— Problem requirements —
From the data below, return the exact lines starting at the line containing "Err(DrawingError::ArgumentOutOfRange(_))" and ending at the line containing "let pargb = KnownPixelFormat::Format32bppPArgb.info();", both included, and nothing else.

╭─ Supplied records

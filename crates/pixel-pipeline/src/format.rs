//! Pixel format descriptors
//!
//! [`PixelFormatInfo`] is the immutable metadata every bitmap carries:
//! bits per pixel, channel count and a handful of flags. The
//! [`KnownPixelFormat`] enum lists the memory layouts this crate can read
//! and write without caller-supplied accessors.
//!
//! # Layouts
//!
//! All multi-byte values are little-endian, matching the GDI conventions:
//!
//! | Format | Bytes per pixel | Memory order |
//! |--------|-----------------|--------------|
//! | 1/4/8bpp indexed | 1/8, 1/2, 1 | palette index, MSB-first within a byte |
//! | 16bpp RGB 555/565/ARGB 1555 | 2 | `u16`, blue in the lowest bits |
//! | 24bpp RGB | 3 | B, G, R |
//! | 32bpp (P)ARGB / RGB | 4 | `u32` 0xAARRGGBB |
//! | 48/64bpp | 6/8 | `u16` B, G, R(, A) |
//! | 96/128bpp | 12/16 | `f32` R, G, B(, A), linear |

use std::fmt;
use std::str::FromStr;

use crate::error::{DrawingError, Result};

const INDEXED: u8 = 1;
const ALPHA: u8 = 1 << 1;
const PREMULTIPLIED: u8 = 1 << 2;
const GRAYSCALE: u8 = 1 << 3;
const CUSTOM: u8 = 1 << 4;
const LINEAR: u8 = 1 << 5;
const WIDE: u8 = 1 << 6;

/// Channel precision used when converting pixels of a format.
#[derive(Debug, Clone, Copy, PartialEq, Eq, PartialOrd, Ord, Hash)]
pub enum ColorPrecision {
    /// 8 bits or fewer per channel, handled as [`Color32`](crate::Color32).
    Bits8,
    /// 16 bits per channel, handled as [`Color64`](crate::Color64).
    Bits16,
    /// Linear floating point, handled as [`ColorF`](crate::ColorF).
    Float,
}

/// Immutable description of a pixel layout.
#[derive(Clone, Copy, PartialEq, Eq, Hash)]
pub struct PixelFormatInfo {
    bits_per_pixel: u8,
    channel_count: u8,
    flags: u8,
}

impl PixelFormatInfo {
    /// A direct (non-indexed) format with the given size.
    pub const fn new(bits_per_pixel: u8, channel_count: u8) -> Self {
        Self {
            bits_per_pixel,
            channel_count,
            flags: 0,
        }
    }

    /// An indexed format; one channel holding a palette index.
    pub const fn new_indexed(bits_per_pixel: u8) -> Self {
        Self {
            bits_per_pixel,
            channel_count: 1,
            flags: INDEXED,
        }
    }

    const fn with_flag(mut self, flag: u8, on: bool) -> Self {
        if on {
            self.flags |= flag;
        } else {
            self.flags &= !flag;
        }
        self
    }

    pub const fn with_alpha(self, on: bool) -> Self {
        self.with_flag(ALPHA, on)
    }

    /// Premultiplied implies an alpha channel.
    pub const fn with_premultiplied_alpha(self, on: bool) -> Self {
        let this = self.with_flag(PREMULTIPLIED, on);
        if on {
            this.with_flag(ALPHA, true)
        } else {
            this
        }
    }

    pub const fn with_grayscale(self, on: bool) -> Self {
        self.with_flag(GRAYSCALE, on)
    }

    pub const fn with_custom(self, on: bool) -> Self {
        self.with_flag(CUSTOM, on)
    }

    /// Channels hold linear-light values (float formats).
    pub const fn with_linear_gamma(self, on: bool) -> Self {
        self.with_flag(LINEAR, on)
    }

    /// Channels carry more than 8 bits of precision.
    pub const fn with_wide_channels(self, on: bool) -> Self {
        self.with_flag(WIDE, on)
    }

    #[inline]
    pub const fn bits_per_pixel(&self) -> u8 {
        self.bits_per_pixel
    }

    #[inline]
    pub const fn channel_count(&self) -> u8 {
        self.channel_count
    }

    #[inline]
    pub const fn is_indexed(&self) -> bool {
        self.flags & INDEXED != 0
    }

    #[inline]
    pub const fn has_alpha(&self) -> bool {
        self.flags & ALPHA != 0
    }

    #[inline]
    pub const fn has_premultiplied_alpha(&self) -> bool {
        self.flags & PREMULTIPLIED != 0
    }

    #[inline]
    pub const fn is_grayscale(&self) -> bool {
        self.flags & GRAYSCALE != 0
    }

    #[inline]
    pub const fn is_custom(&self) -> bool {
        self.flags & CUSTOM != 0
    }

    #[inline]
    pub const fn is_linear_gamma(&self) -> bool {
        self.flags & LINEAR != 0
    }

    pub const fn precision(&self) -> ColorPrecision {
        if self.is_linear_gamma() {
            ColorPrecision::Float
        } else if self.flags & WIDE != 0 {
            ColorPrecision::Bits16
        } else {
            ColorPrecision::Bits8
        }
    }

    /// Palette capacity of an indexed format, 0 for direct formats.
    pub const fn max_palette_entries(&self) -> usize {
        if self.is_indexed() {
            1 << self.bits_per_pixel
        } else {
            0
        }
    }

    /// Bytes needed to store `width` pixels.
    #[inline]
    pub const fn bytes_for_width(&self, width: usize) -> usize {
        (width * self.bits_per_pixel as usize).div_ceil(8)
    }

    /// Whole pixels start at byte boundaries.
    #[inline]
    pub const fn is_byte_aligned(&self) -> bool {
        self.bits_per_pixel % 8 == 0
    }

    /// Check the descriptor invariants.
    pub fn validate(&self) -> Result<()> {
        if self.bits_per_pixel == 0 || self.bits_per_pixel > 128 {
            return Err(DrawingError::out_of_range(format!(
                "bits per pixel must be in 1..=128, got {}",
                self.bits_per_pixel
            )));
        }
        if self.channel_count == 0 {
            return Err(DrawingError::out_of_range("channel count must be positive"));
        }
        if self.is_indexed() && self.bits_per_pixel > 16 {
            return Err(DrawingError::out_of_range(format!(
                "indexed formats support at most 16 bits per pixel, got {}",
                self.bits_per_pixel
            )));
        }
        Ok(())
    }
}

impl fmt::Debug for PixelFormatInfo {
    fn fmt(&self, f: &mut fmt::Formatter<'_>) -> fmt::Result {
        f.debug_struct("PixelFormatInfo")
            .field("bits_per_pixel", &self.bits_per_pixel)
            .field("channel_count", &self.channel_count)
            .field("indexed", &self.is_indexed())
            .field("alpha", &self.has_alpha())
            .field("premultiplied", &self.has_premultiplied_alpha())
            .field("grayscale", &self.is_grayscale())
            .field("custom", &self.is_custom())
            .field("precision", &self.precision())
            .finish()
    }
}

/// Pixel layouts with built-in accessors.
#[derive(Debug, Clone, Copy, PartialEq, Eq, Hash)]
pub enum KnownPixelFormat {
    Format1bppIndexed,
    Format4bppIndexed,
    Format8bppIndexed,
    Format8bppGrayScale,
    Format16bppGrayScale,
    Format16bppRgb555,
    Format16bppRgb565,
    Format16bppArgb1555,
    Format24bppRgb,
    Format32bppRgb,
    Format32bppArgb,
    Format32bppPArgb,
    Format48bppRgb,
    Format64bppArgb,
    Format64bppPArgb,
    Format96bppRgb,
    Format128bppRgba,
    Format128bppPRgba,
}

impl KnownPixelFormat {
    pub const ALL: [KnownPixelFormat; 18] = [
        KnownPixelFormat::Format1bppIndexed,
        KnownPixelFormat::Format4bppIndexed,
        KnownPixelFormat::Format8bppIndexed,
        KnownPixelFormat::Format8bppGrayScale,
        KnownPixelFormat::Format16bppGrayScale,
        KnownPixelFormat::Format16bppRgb555,
        KnownPixelFormat::Format16bppRgb565,
        KnownPixelFormat::Format16bppArgb1555,
        KnownPixelFormat::Format24bppRgb,
        KnownPixelFormat::Format32bppRgb,
        KnownPixelFormat::Format32bppArgb,
        KnownPixelFormat::Format32bppPArgb,
        KnownPixelFormat::Format48bppRgb,
        KnownPixelFormat::Format64bppArgb,
        KnownPixelFormat::Format64bppPArgb,
        KnownPixelFormat::Format96bppRgb,
        KnownPixelFormat::Format128bppRgba,
        KnownPixelFormat::Format128bppPRgba,
    ];

    pub const fn info(self) -> PixelFormatInfo {
        use KnownPixelFormat::*;
        match self {
            Format1bppIndexed => PixelFormatInfo::new_indexed(1),
            Format4bppIndexed => PixelFormatInfo::new_indexed(4),
            Format8bppIndexed => PixelFormatInfo::new_indexed(8),
            Format8bppGrayScale => PixelFormatInfo::new(8, 1).with_grayscale(true),
            Format16bppGrayScale => PixelFormatInfo::new(16, 1)
                .with_grayscale(true)
                .with_wide_channels(true),
            Format16bppRgb555 | Format16bppRgb565 | Format24bppRgb | Format32bppRgb => {
                PixelFormatInfo::new(self.bits(), 3)
            }
            Format16bppArgb1555 | Format32bppArgb => {
                PixelFormatInfo::new(self.bits(), 4).with_alpha(true)
            }
            Format32bppPArgb => PixelFormatInfo::new(32, 4).with_premultiplied_alpha(true),
            Format48bppRgb => PixelFormatInfo::new(48, 3).with_wide_channels(true),
            Format64bppArgb => PixelFormatInfo::new(64, 4)
                .with_alpha(true)
                .with_wide_channels(true),
            Format64bppPArgb => PixelFormatInfo::new(64, 4)
                .with_premultiplied_alpha(true)
                .with_wide_channels(true),
            Format96bppRgb => PixelFormatInfo::new(96, 3).with_linear_gamma(true),
            Format128bppRgba => PixelFormatInfo::new(128, 4)
                .with_alpha(true)
                .with_linear_gamma(true),
            Format128bppPRgba => PixelFormatInfo::new(128, 4)
                .with_premultiplied_alpha(true)
                .with_linear_gamma(true),
        }
    }

    const fn bits(self) -> u8 {
        use KnownPixelFormat::*;
        match self {
            Format1bppIndexed => 1,
            Format4bppIndexed => 4,
            Format8bppIndexed | Format8bppGrayScale => 8,
            Format16bppGrayScale | Format16bppRgb555 | Format16bppRgb565
            | Format16bppArgb1555 => 16,
            Format24bppRgb => 24,
            Format32bppRgb | Format32bppArgb | Format32bppPArgb => 32,
            Format48bppRgb => 48,
            Format64bppArgb | Format64bppPArgb => 64,
            Format96bppRgb => 96,
            Format128bppRgba | Format128bppPRgba => 128,
        }
    }

    /// Variant name without the `Format` prefix, e.g. `8bppIndexed`.
    pub fn name(self) -> &'static str {
        use KnownPixelFormat::*;
        match self {
            Format1bppIndexed => "1bppIndexed",
            Format4bppIndexed => "4bppIndexed",
            Format8bppIndexed => "8bppIndexed",
            Format8bppGrayScale => "8bppGrayScale",
            Format16bppGrayScale => "16bppGrayScale",
            Format16bppRgb555 => "16bppRgb555",
            Format16bppRgb565 => "16bppRgb565",
            Format16bppArgb1555 => "16bppArgb1555",
            Format24bppRgb => "24bppRgb",
            Format32bppRgb => "32bppRgb",
            Format32bppArgb => "32bppArgb",
            Format32bppPArgb => "32bppPArgb",
            Format48bppRgb => "48bppRgb",
            Format64bppArgb => "64bppArgb",
            Format64bppPArgb => "64bppPArgb",
            Format96bppRgb => "96bppRgb",
            Format128bppRgba => "128bppRgba",
            Format128bppPRgba => "128bppPRgba",
        }
    }
}

impl From<KnownPixelFormat> for PixelFormatInfo {
    fn from(format: KnownPixelFormat) -> Self {
        format.info()
    }
}

impl fmt::Display for KnownPixelFormat {
    fn fmt(&self, f: &mut fmt::Formatter<'_>) -> fmt::Result {
        f.write_str(self.name())
    }
}

/// Accepts the variant name with or without the `Format` prefix, ignoring case.
impl FromStr for KnownPixelFormat {
    type Err = DrawingError;

    fn from_str(s: &str) -> Result<Self> {
        let s = s.trim();
        let bare = match s.get(..6) {
            Some(prefix) if prefix.eq_ignore_ascii_case("format") => &s[6..],
            _ => s,
        };
        KnownPixelFormat::ALL
            .into_iter()
            .find(|f| f.name().eq_ignore_ascii_case(bare))
            .ok_or_else(|| DrawingError::out_of_range(format!("unknown pixel format: {s}")))
    }
}

#[cfg(test)]
mod tests {
    use super::*;

    #[test]
    fn test_every_known_format_is_valid() {
        for format in KnownPixelFormat::ALL {
            let info = format.info();
            assert!(info.validate().is_ok(), "{format}");
            assert_eq!(info.bits_per_pixel(), format.bits(), "{format}");
            assert!(!info.is_custom());
        }
    }

    #[test]
    fn test_indexed_capacity() {
        assert_eq!(KnownPixelFormat::Format1bppIndexed.info().max_palette_entries(), 2);
        assert_eq!(KnownPixelFormat::Format4bppIndexed.info().max_palette_entries(), 16);
        assert_eq!(KnownPixelFormat::Format8bppIndexed.info().max_palette_entries(), 256);
        assert_eq!(KnownPixelFormat::Format24bppRgb.info().max_palette_entries(), 0);
    }

    #[test]
    fn test_validate_rejects_wide_indexed() {
        assert!(PixelFormatInfo::new_indexed(16).validate().is_ok());
        assert!(matches!(
            PixelFormatInfo::new_indexed(24).validate(),
            Err(DrawingError::ArgumentOutOfRange(_))
        ));
        assert!(PixelFormatInfo::new(0, 1).validate().is_err());
    }

    #[test]
    fn test_bytes_for_width() {
        let one = KnownPixelFormat::Format1bppIndexed.info();
        assert_eq!(one.bytes_for_width(9), 2);
        let four = KnownPixelFormat::Format4bppIndexed.info();
        assert_eq!(four.bytes_for_width(3), 2);
        let rgb = KnownPixelFormat::Format24bppRgb.info();
        assert_eq!(rgb.bytes_for_width(5), 15);
        assert!(!four.is_byte_aligned());
        assert!(rgb.is_byte_aligned());
    }

    #[test]
    fn test_flags_and_precision() {
        let pargb = KnownPixelFormat::Format32bppPArgb.info();
        assert!(pargb.has_alpha() && pargb.has_premultiplied_alpha());
        assert_eq!(pargb.precision(), ColorPrecision::Bits8);
        assert_eq!(
            KnownPixelFormat::Format64bppArgb.info().precision(),
            ColorPrecision::Bits16
        );
        assert_eq!(
            KnownPixelFormat::Format128bppPRgba.info().precision(),
            ColorPrecision::Float
        );
        let custom = PixelFormatInfo::new(16, 4)
            .with_premultiplied_alpha(true)
            .with_custom(true);
        assert!(custom.has_alpha() && custom.is_custom());
        assert!(!custom.with_premultiplied_alpha(false).has_premultiplied_alpha());
    }

    #[test]
    fn test_parse_names() {
        assert_eq!(
            "Format8bppIndexed".parse::<KnownPixelFormat>(),
            Ok(KnownPixelFormat::Format8bppIndexed)
        );
        assert_eq!(
            "32bppargb".parse::<KnownPixelFormat>(),
            Ok(KnownPixelFormat::Format32bppArgb)
        );
        assert!("12bppMagic".parse::<KnownPixelFormat>().is_err());
        for format in KnownPixelFormat::ALL {
            assert_eq!(format.to_string().parse::<KnownPixelFormat>(), Ok(format));
        }
    }
}
pub mod config;

pub use config::{
    ColorSpace, DithererConfig, Overrides, Pattern, QuantizerConfig, RunConfig, SourceConfig,
    MAX_SIDE,
};
//! Ordered dithering with threshold matrices tiled over the image.

use std::sync::{Arc, OnceLock};

use rand::rngs::StdRng;
use rand::{Rng, SeedableRng};

use super::clamp_strength;

use crate::error::{DrawingError, Result};

/// Largest side of a custom matrix.
const MAX_MATRIX_SIDE: usize = 256;

/// Thresholds of one matrix, already mapped to `-0.5..0.5`.
#[derive(Debug, PartialEq)]
pub(super) struct ThresholdMatrix {
    width: usize,
    height: usize,
    thresholds: Vec<f32>,
}

impl ThresholdMatrix {
    /// `values` hold ranks `0..levels` in row-major order.
    fn from_ranks(width: usize, height: usize, values: &[u32], levels: u32) -> Self {
        let levels = levels as f32;
        Self {
            width,
            height,
            thresholds: values
                .iter()
                .map(|&v| (v as f32 + 0.5) / levels - 0.5)
                .collect(),
        }
    }

    #[inline]
    pub(super) fn threshold(&self, x: usize, y: usize) -> f32 {
        self.thresholds[(y % self.height) * self.width + x % self.width]
    }
}

/// Ordered dithering settings.
#[derive(Debug, Clone, PartialEq)]
pub struct OrderedDitherer {
    name: &'static str,
    matrix: Arc<ThresholdMatrix>,
    strength: Option<f32>,
}

impl OrderedDitherer {
    pub fn bayer2x2() -> Self {
        Self::bayer("bayer2x2", 2)
    }

    pub fn bayer4x4() -> Self {
        Self::bayer("bayer4x4", 4)
    }

    pub fn bayer8x8() -> Self {
        Self::bayer("bayer8x8", 8)
    }

    /// Clustered dots growing from two centers, like print halftoning.
    pub fn dotted_halftone() -> Self {
        let ranks: Vec<u32> = DOTTED_HALFTONE.iter().flatten().map(|&v| v as u32).collect();
        Self::with_matrix("dotted-halftone", ThresholdMatrix::from_ranks(8, 8, &ranks, 64))
    }

    /// 64x64 void-and-cluster tile. Its thresholds carry little low
    /// frequency energy, so the pattern reads as fine grain. The tile is
    /// generated on first use and shared afterwards.
    pub fn blue_noise() -> Self {
        Self {
            name: "blue-noise",
            matrix: blue_noise_matrix(),
            strength: None,
        }
    }

    /// A custom matrix of ranks. Thresholds are spread evenly between the
    /// lowest possible rank `0` and the largest rank in the matrix.
    pub fn from_matrix(rows: &[Vec<u8>]) -> Result<Self> {
        let height = rows.len();
        let width = rows.first().map_or(0, Vec::len);
        if width == 0 || height == 0 || width > MAX_MATRIX_SIDE || height > MAX_MATRIX_SIDE {
            return Err(DrawingError::out_of_range(format!(
                "matrix must be between 1x1 and {MAX_MATRIX_SIDE}x{MAX_MATRIX_SIDE}, got {width}x{height}"
            )));
        }
        if rows.iter().any(|row| row.len() != width) {
            return Err(DrawingError::out_of_range("matrix rows differ in length"));
        }
        let ranks: Vec<u32> = rows.iter().flatten().map(|&v| v as u32).collect();
        let levels = ranks.iter().copied().max().unwrap_or(0) + 1;
        Ok(Self::with_matrix(
            "custom",
            ThresholdMatrix::from_ranks(width, height, &ranks, levels),
        ))
    }

    fn bayer(name: &'static str, size: usize) -> Self {
        let ranks = bayer_ranks(size);
        Self::with_matrix(
            name,
            ThresholdMatrix::from_ranks(size, size, &ranks, (size * size) as u32),
        )
    }

    fn with_matrix(name: &'static str, matrix: ThresholdMatrix) -> Self {
        Self {
            name,
            matrix: Arc::new(matrix),
            strength: None,
        }
    }

    /// Scale of the thresholds relative to the full channel range. `None`
    /// derives it from the quantizer's color levels, `0.0` disables
    /// dithering.
    pub fn with_strength(mut self, strength: f32) -> Self {
        self.strength = Some(clamp_strength(strength));
        self
    }

    pub fn name(&self) -> &'static str {
        self.name
    }

    pub fn strength(&self) -> Option<f32> {
        self.strength
    }

    /// Width and height of the tiled matrix.
    pub fn size(&self) -> (usize, usize) {
        (self.matrix.width, self.matrix.height)
    }

    pub(super) fn matrix(&self) -> &Arc<ThresholdMatrix> {
        &self.matrix
    }
}

/// Bayer index matrix of side `size`, a power of two.
fn bayer_ranks(size: usize) -> Vec<u32> {
    let mut ranks = vec![0u32];
    let mut side = 1;
    while side < size {
        let next_side = side * 2;
        let mut next = vec![0u32; next_side * next_side];
        for y in 0..side {
            for x in 0..side {
                let v = 4 * ranks[y * side + x];
                next[y * next_side + x] = v;
                next[y * next_side + x + side] = v + 2;
                next[(y + side) * next_side + x] = v + 3;
                next[(y + side) * next_side + x + side] = v + 1;
            }
        }
        ranks = next;
        side = next_side;
    }
    ranks
}

#[rustfmt::skip]
const DOTTED_HALFTONE: [[u8; 8]; 8] = [
    [24, 10, 12, 26, 35, 47, 49, 37],
    [ 8,  0,  2, 14, 45, 59, 61, 51],
    [22,  6,  4, 16, 43, 57, 63, 53],
    [30, 20, 18, 28, 33, 41, 55, 39],
    [34, 46, 48, 36, 25, 11, 13, 27],
    [44, 58, 60, 50,  9,  1,  3, 15],
    [42, 56, 62, 52, 23,  7,  5, 17],
    [32, 40, 54, 38, 31, 21, 19, 29],
];

/// Side of the blue noise tile.
const BLUE_NOISE_SIDE: usize = 64;
/// Width of the Gaussian used to measure clusters and voids.
const BLUE_NOISE_SIGMA: f32 = 1.5;
const BLUE_NOISE_SEED: u64 = 0x5eed_b1e0;

/// Threshold ranks of a tileable blue noise square, built by Ulichney's
/// void-and-cluster method. Every rank in `0..side * side` appears once.
fn void_and_cluster(side: usize, sigma: f32, seed: u64) -> Vec<u32> {
    let n = side * side;
    let mut field = EnergyField::new(side, sigma);

    // initial pattern: about a tenth of the cells, at distinct positions
    let mut rng = StdRng::seed_from_u64(seed);
    let mut prototype = vec![false; n];
    let initial = (n / 10).max(1);
    let mut placed = 0;
    while placed < initial {
        let i = rng.gen_range(0..n);
        if !prototype[i] {
            prototype[i] = true;
            field.toggle(i, true);
            placed += 1;
        }
    }

    // spread it out: move the tightest cluster into the largest void
    for _ in 0..n {
        let cluster = field.tightest_cluster(&prototype);
        prototype[cluster] = false;
        field.toggle(cluster, false);
        let void = field.largest_void(&prototype);
        prototype[void] = true;
        field.toggle(void, true);
        if void == cluster {
            break;
        }
    }

    let mut ranks = vec![0u32; n];
    let ones = placed;

    // ranks below the prototype: peel off clusters
    let mut pattern = prototype.clone();
    let mut removal = field.clone();
    for rank in (0..ones).rev() {
        let cluster = removal.tightest_cluster(&pattern);
        pattern[cluster] = false;
        removal.toggle(cluster, false);
        ranks[cluster] = rank as u32;
    }

    // ranks above: fill voids; the emptiest cell among the zeros is also the
    // tightest cluster of zeros, so one rule covers both halves
    let mut pattern = prototype;
    for rank in ones..n {
        let void = field.largest_void(&pattern);
        pattern[void] = true;
        field.toggle(void, true);
        ranks[void] = rank as u32;
    }
    ranks
}

/// Gaussian-weighted density of the set cells, on a torus.
#[derive(Clone)]
struct EnergyField {
    side: usize,
    kernel: Vec<f32>,
    energy: Vec<f32>,
}

impl EnergyField {
    fn new(side: usize, sigma: f32) -> Self {
        let wrap = |d: usize| d.min(side - d) as f32;
        let mut kernel = vec![0.0; side * side];
        for dy in 0..side {
            for dx in 0..side {
                let (x, y) = (wrap(dx), wrap(dy));
                kernel[dy * side + dx] = (-(x * x + y * y) / (2.0 * sigma * sigma)).exp();
            }
        }
        Self {
            side,
            kernel,
            energy: vec![0.0; side * side],
        }
    }

    fn toggle(&mut self, cell: usize, on: bool) {
        let side = self.side;
        let sign = if on { 1.0 } else { -1.0 };
        let (cx, cy) = (cell % side, cell / side);
        for y in 0..side {
            let dy = (y + side - cy) % side;
            for x in 0..side {
                let dx = (x + side - cx) % side;
                self.energy[y * side + x] += sign * self.kernel[dy * side + dx];
            }
        }
    }

    /// Set cell with the highest energy; ties go to the first.
    fn tightest_cluster(&self, pattern: &[bool]) -> usize {
        let mut best = None;
        for (i, &e) in self.energy.iter().enumerate() {
            if pattern[i] && best.map_or(true, |(_, b)| e > b) {
                best = Some((i, e));
            }
        }
        best.map_or(0, |(i, _)| i)
    }

    /// Unset cell with the lowest energy; ties go to the first.
    fn largest_void(&self, pattern: &[bool]) -> usize {
        let mut best = None;
        for (i, &e) in self.energy.iter().enumerate() {
            if !pattern[i] && best.map_or(true, |(_, b)| e < b) {
                best = Some((i, e));
            }
        }
        best.map_or(0, |(i, _)| i)
    }
}

fn blue_noise_matrix() -> Arc<ThresholdMatrix> {
    static MATRIX: OnceLock<Arc<ThresholdMatrix>> = OnceLock::new();
    MATRIX
        .get_or_init(|| {
            let ranks = void_and_cluster(BLUE_NOISE_SIDE, BLUE_NOISE_SIGMA, BLUE_NOISE_SEED);
            tracing::debug!(side = BLUE_NOISE_SIDE, "Generated blue noise tile");
            Arc::new(ThresholdMatrix::from_ranks(
                BLUE_NOISE_SIDE,
                BLUE_NOISE_SIDE,
                &ranks,
                (BLUE_NOISE_SIDE * BLUE_NOISE_SIDE) as u32,
            ))
        })
        .clone()
}

#[cfg(test)]
mod tests {
    use pretty_assertions::assert_eq;

    use super::*;

    #[test]
    fn test_bayer2x2() {
        assert_eq!(bayer_ranks(2), vec![0, 2, 3, 1]);
    }

    #[test]
    fn test_bayer_ranks_are_permutations() {
        for size in [2, 4, 8] {
            let mut ranks = bayer_ranks(size);
            ranks.sort_unstable();
            assert_eq!(ranks, (0..(size * size) as u32).collect::<Vec<_>>());
        }
    }

    #[test]
    fn test_halftone_ranks_are_permutation() {
        let mut ranks: Vec<u8> = DOTTED_HALFTONE.iter().flatten().copied().collect();
        ranks.sort_unstable();
        assert_eq!(ranks, (0..64).collect::<Vec<u8>>());
    }

    #[test]
    fn test_thresholds_are_centered() {
        for ditherer in [
            OrderedDitherer::bayer2x2(),
            OrderedDitherer::bayer8x8(),
            OrderedDitherer::dotted_halftone(),
        ] {
            let matrix = ditherer.matrix();
            let sum: f32 = matrix.thresholds.iter().sum();
            assert!(sum.abs() < 1e-3, "{}", ditherer.name());
            assert!(matrix
                .thresholds
                .iter()
                .all(|t| (-0.5..0.5).contains(t)));
        }
    }

    #[test]
    fn test_matrix_tiles() {
        let matrix = OrderedDitherer::bayer4x4().matrix().clone();
        assert_eq!(matrix.threshold(1, 2), matrix.threshold(5, 6));
        assert_eq!(matrix.threshold(0, 0), -0.5 + 0.5 / 16.0);
    }

    #[test]
    fn test_void_and_cluster_ranks_are_permutation() {
        let mut ranks = void_and_cluster(16, BLUE_NOISE_SIGMA, 7);
        ranks.sort_unstable();
        assert_eq!(ranks, (0..256).collect::<Vec<u32>>());
        assert_eq!(OrderedDitherer::blue_noise().size(), (64, 64));
    }

    #[test]
    fn test_blue_noise_suppresses_low_frequencies() {
        // For white noise the means of 4x4 blocks keep 1/16 of the pixel
        // variance; a blue noise tile spreads every block over the range.
        let matrix = OrderedDitherer::blue_noise().matrix().clone();
        let side = BLUE_NOISE_SIDE;
        let values: Vec<f64> = (0..side * side)
            .map(|i| f64::from(matrix.threshold(i % side, i / side)))
            .collect();
        let variance = |v: &[f64]| {
            let mean = v.iter().sum::<f64>() / v.len() as f64;
            v.iter().map(|x| (x - mean) * (x - mean)).sum::<f64>() / v.len() as f64
        };
        let blocks: Vec<f64> = (0..(side / 4) * (side / 4))
            .map(|b| {
                let (bx, by) = (b % (side / 4) * 4, b / (side / 4) * 4);
                (0..16)
                    .map(|k| values[(by + k / 4) * side + bx + k % 4])
                    .sum::<f64>()
                    / 16.0
            })
            .collect();
        let ratio = variance(&blocks) / variance(&values);
        assert!(ratio < 0.025, "block variance ratio {ratio}");
    }

    #[test]
    fn test_blue_noise_is_shared() {
        let a = OrderedDitherer::blue_noise();
        let b = OrderedDitherer::blue_noise();
        assert!(Arc::ptr_eq(a.matrix(), b.matrix()));
    }

    #[test]
    fn test_custom_matrix() {
        let ditherer = OrderedDitherer::from_matrix(&[vec![0, 1, 2], vec![3, 4, 5]]).unwrap();
        assert_eq!(ditherer.size(), (3, 2));
        assert_eq!(ditherer.matrix().threshold(0, 0), -0.5 + 0.5 / 6.0);

        assert!(OrderedDitherer::from_matrix(&[]).is_err());
        assert!(OrderedDitherer::from_matrix(&[vec![0, 1], vec![2]]).is_err());
    }

    #[test]
    fn test_strength_setting() {
        assert_eq!(OrderedDitherer::bayer8x8().strength(), None);
        assert_eq!(
            OrderedDitherer::bayer8x8().with_strength(0.25).strength(),
            Some(0.25)
        );
    }
}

╰─

— Solution for this task —
            Err(DrawingError::ArgumentOutOfRange(_))
        ));
        assert!(PixelFormatInfo::new(0, 1).validate().is_err());
    }

    #[test]
    fn test_bytes_for_width() {
        let one = KnownPixelFormat::Format1bppIndexed.info();
        assert_eq!(one.bytes_for_width(9), 2);
        let four = KnownPixelFormat::Format4bppIndexed.info();
        assert_eq!(four.bytes_for_width(3), 2);
        let rgb = KnownPixelFormat::Format24bppRgb.info();
        assert_eq!(rgb.bytes_for_width(5), 15);
        assert!(!four.is_byte_aligned());
        assert!(rgb.is_byte_aligned());
    }

    #[test]
    fn test_flags_and_precision() {
        let pargb = KnownPixelFormat::Format32bppPArgb.info();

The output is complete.